Literature DB >> 12532090

Mast cells: beyond IgE.

Joshua A Boyce1.   

Abstract

Mast cells, historically known for their involvement in type I hypersensitivity, also serve critical protective and homeostatic functions. They directly recognize the products of bacterial infection through several surface receptor proteins, releasing proteases, cytokines, and eicosanoid mediators that recruit neutrophils, limit the spread of bacterial infection, and facilitate subsequent tissue repair. In vitro studies suggest that the spectrum of microbes capable of initiating mast cell activation is broad and extends to common respiratory viruses, mycoplasma, and even products of tissue injury, such as nucleotides. TH2-polarized inflammation elicits a reactive hyperplasia of mast cells at the involved mucosal surfaces in both mice and human subject. Several recombinant TH2 cytokines (IL-3, IL-4, IL-5, and IL-9) act synergistically with stem cell factor to facilitate proliferation of nontransformed human mast cells in vitro. IL-4 induces the expression of critical inflammation-associated genes by human mast cells, such as those encoding leukotriene C4 synthase, Fc(epsilon)RI, and several cytokines. Consequently, priming with IL-4 not only amplifies classical Fc(epsilon)RI-dependent mast cell activation but also dramatically alters the product profile of mast cells activated by innate signals and by chemical mediators of inflammation.

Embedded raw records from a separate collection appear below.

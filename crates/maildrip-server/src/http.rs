//! Admin/API surface
//!
//! A small router over the campaign store and the dispatcher: health,
//! campaign create/fetch, and an on-demand dispatch trigger.

use std::sync::Arc;

use axum::extract::{Path, State};
use axum::http::StatusCode;
use axum::response::{IntoResponse, Response};
use axum::routing::{get, post};
use axum::{Json, Router};
use maildrip_common::Error;
use maildrip_core::Dispatcher;
use maildrip_storage::models::{Campaign, CampaignStatus, CreateCampaign};
use maildrip_storage::store::CampaignStore;
use serde::Serialize;
use tower_http::trace::TraceLayer;
use tracing::info;

/// Shared handler state
pub struct AppState {
    pub store: Arc<dyn CampaignStore>,
    pub dispatcher: Arc<Dispatcher>,
}

/// Create the API router
pub fn create_router(state: Arc<AppState>) -> Router {
    Router::new()
        .route("/health", get(health))
        .route("/api/v1/dispatch", post(trigger_dispatch))
        .route("/api/v1/campaigns", get(list_campaigns))
        .route("/api/v1/campaigns", post(create_campaign))
        .route("/api/v1/campaigns/:id", get(get_campaign))
        .layer(TraceLayer::new_for_http())
        .with_state(state)
}

/// Error payload returned to API clients
#[derive(Debug, Serialize)]
pub struct ErrorResponse {
    pub error: &'static str,
    pub message: String,
}

/// API error wrapper carrying the HTTP mapping of the domain error
pub struct ApiError(Error);

impl From<Error> for ApiError {
    fn from(err: Error) -> Self {
        Self(err)
    }
}

impl IntoResponse for ApiError {
    fn into_response(self) -> Response {
        let status = StatusCode::from_u16(self.0.status_code())
            .unwrap_or(StatusCode::INTERNAL_SERVER_ERROR);
        let body = Json(ErrorResponse {
            error: self.0.code(),
            message: self.0.to_string(),
        });
        (status, body).into_response()
    }
}

#[derive(Debug, Serialize)]
struct HealthResponse {
    status: &'static str,
    queued: usize,
}

/// Basic health check, with the current delivery queue depth
async fn health(State(state): State<Arc<AppState>>) -> Json<HealthResponse> {
    Json(HealthResponse {
        status: "healthy",
        queued: state.dispatcher.queued().await,
    })
}

#[derive(Debug, Serialize)]
struct DispatchResponse {
    status: &'static str,
}

/// Trigger one dispatch pass without waiting for the next timer tick.
/// Coalesces with an in-flight pass, so hammering this endpoint is harmless.
async fn trigger_dispatch(State(state): State<Arc<AppState>>) -> (StatusCode, Json<DispatchResponse>) {
    let dispatcher = state.dispatcher.clone();
    tokio::spawn(async move {
        dispatcher.run_once().await;
    });
    (
        StatusCode::ACCEPTED,
        Json(DispatchResponse {
            status: "dispatch pass triggered",
        }),
    )
}

async fn list_campaigns(
    State(state): State<Arc<AppState>>,
) -> Result<Json<Vec<Campaign>>, ApiError> {
    let campaigns = state.store.list().await?;
    Ok(Json(campaigns))
}

/// Create a campaign. A scheduled campaign gets an immediate dispatch pass
/// so a past-due schedule is honored without waiting for the next tick.
async fn create_campaign(
    State(state): State<Arc<AppState>>,
    Json(input): Json<CreateCampaign>,
) -> Result<(StatusCode, Json<Campaign>), ApiError> {
    if input.recipients.is_empty() {
        return Err(Error::Validation("campaign has no recipients".into()).into());
    }

    let campaign = Campaign::new(input);
    state.store.save(&campaign).await?;
    info!(campaign_id = %campaign.id, status = %campaign.status, "campaign created");

    if campaign.status == CampaignStatus::Scheduled {
        let dispatcher = state.dispatcher.clone();
        tokio::spawn(async move {
            dispatcher.run_once().await;
        });
    }

    Ok((StatusCode::CREATED, Json(campaign)))
}

async fn get_campaign(
    State(state): State<Arc<AppState>>,
    Path(id): Path<String>,
) -> Result<Json<Campaign>, ApiError> {
    let campaign = state
        .store
        .get(&id)
        .await?
        .ok_or_else(|| Error::NotFound(format!("campaign {}", id)))?;
    Ok(Json(campaign))
}

#[cfg(test)]
mod tests {
    use super::*;
    use pretty_assertions::assert_eq;

    #[test]
    fn test_api_error_maps_domain_status() {
        let err = ApiError(Error::NotFound("campaign c1".into()));
        let response = err.into_response();
        assert_eq!(response.status(), StatusCode::NOT_FOUND);

        let err = ApiError(Error::Validation("campaign has no recipients".into()));
        let response = err.into_response();
        assert_eq!(response.status(), StatusCode::UNPROCESSABLE_ENTITY);
    }
}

Strikingly, IL-4 induces an activation response by mast cells to cysteinyl leukotrienes, which act through a receptor shared with uridine diphosphate to induce cytokine generation without exocytosis. It Is possible that alterations in mast cell phenotype by the TH2 milieu of allergy permits otherwise trivial infections or homeostatic chemical signals to initiate harmful inflammatory cascades and sustain tissue pathology. Drug development must take these nonclassical mast cell activation pathways into account without compromising the beneficial and protective functions of mast cells.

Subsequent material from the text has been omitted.